**YOUR INSTRUCTIONS:**
The records that follow should be retyped word for word.

*** RECORDS FOR THIS EXERCISE Section Begins ***

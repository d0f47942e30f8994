//! Redirect resolution against a local axum server. No external network.

use std::time::Duration;

use axum::{response::Redirect, routing::get, Router};
use unshorten_client::UnshortenClient;

async fn spawn_redirect_server() -> String {
    let app = Router::new()
        .route("/short", get(|| async { Redirect::permanent("/hop") }))
        .route("/hop", get(|| async { Redirect::temporary("/article") }))
        .route("/article", get(|| async { "ok" }))
        .route("/loop", get(|| async { Redirect::temporary("/loop") }));

    let listener = tokio::net::TcpListener::bind("127.0.0.1:0").await.unwrap();
    let addr = listener.local_addr().unwrap();
    tokio::spawn(async move {
        axum::serve(listener, app).await.unwrap();
    });
    format!("http://{addr}")
}

fn client() -> UnshortenClient {
    UnshortenClient::new(Duration::from_secs(5)).unwrap()
}

#[tokio::test]
async fn resolve_follows_redirect_chain() {
    let base = spawn_redirect_server().await;

    let resolved = client().resolve(&format!("{base}/short")).await.unwrap();

    assert_eq!(resolved, format!("{base}/article"));
}

#[tokio::test]
async fn resolve_returns_url_unchanged_when_not_redirected() {
    let base = spawn_redirect_server().await;

    let resolved = client().resolve(&format!("{base}/article")).await.unwrap();

    assert_eq!(resolved, format!("{base}/article"));
}

#[tokio::test]
async fn resolve_all_keeps_order_and_falls_back_to_original() {
    let base = spawn_redirect_server().await;
    let urls = vec![
        format!("{base}/short"),
        "not a url".to_string(),
        "http://127.0.0.1:1/closed".to_string(),
        format!("{base}/loop"),
        format!("{base}/article"),
    ];

    let resolved = client().resolve_all(&urls).await;

    assert_eq!(
        resolved,
        vec![
            format!("{base}/article"),
            "not a url".to_string(),
            "http://127.0.0.1:1/closed".to_string(),
            format!("{base}/loop"),
            format!("{base}/article"),
        ]
    );
}

#[tokio::test]
async fn resolve_all_of_nothing_is_empty() {
    assert!(client().resolve_all(&[]).await.is_empty());
}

*** RECORDS FOR THIS EXERCISE Section Ends ***

**WRITTEN RESPONSE:**
repository d0f47942e30f8994
//! Redirect resolution against a local axum server. No external network.

use std::time::Duration;

use axum::{response::Redirect, routing::get, Router};
use unshorten_client::UnshortenClient;

async fn spawn_redirect_server() -> String {
    let app = Router::new()
        .route("/short", get(|| async { Redirect::permanent("/hop") }))
        .route("/hop", get(|| async { Redirect::temporary("/article") }))
        .route("/article", get(|| async { "ok" }))
        .route("/loop", get(|| async { Redirect::temporary("/loop") }));

    let listener = tokio::net::TcpListener::bind("127.0.0.1:0").await.unwrap();
    let addr = listener.local_addr().unwrap();
    tokio::spawn(async move {
        axum::serve(listener, app).await.unwrap();
    });
    format!("http://{addr}")
}

fn client() -> UnshortenClient {
    UnshortenClient::new(Duration::from_secs(5)).unwrap()
}

#[tokio::test]
async fn resolve_follows_redirect_chain() {
    let base = spawn_redirect_server().await;

    let resolved = client().resolve(&format!("{base}/short")).await.unwrap();

    assert_eq!(resolved, format!("{base}/article"));
}

#[tokio::test]
async fn resolve_returns_url_unchanged_when_not_redirected() {
    let base = spawn_redirect_server().await;

    let resolved = client().resolve(&format!("{base}/article")).await.unwrap();

    assert_eq!(resolved, format!("{base}/article"));
}

#[tokio::test]
async fn resolve_all_keeps_order_and_falls_back_to_original() {
    let base = spawn_redirect_server().await;
    let urls = vec![
        format!("{base}/short"),
        "not a url".to_string(),
        "http://127.0.0.1:1/closed".to_string(),
        format!("{base}/loop"),
        format!("{base}/article"),
    ];

    let resolved = client().resolve_all(&urls).await;

    assert_eq!(
        resolved,
        vec![
            format!("{base}/article"),
            "not a url".to_string(),
            "http://127.0.0.1:1/closed".to_string(),
            format!("{base}/loop"),
            format!("{base}/article"),
        ]
    );
}

#[tokio::test]
async fn resolve_all_of_nothing_is_empty() {
    assert!(client().resolve_all(&[]).await.is_empty());
}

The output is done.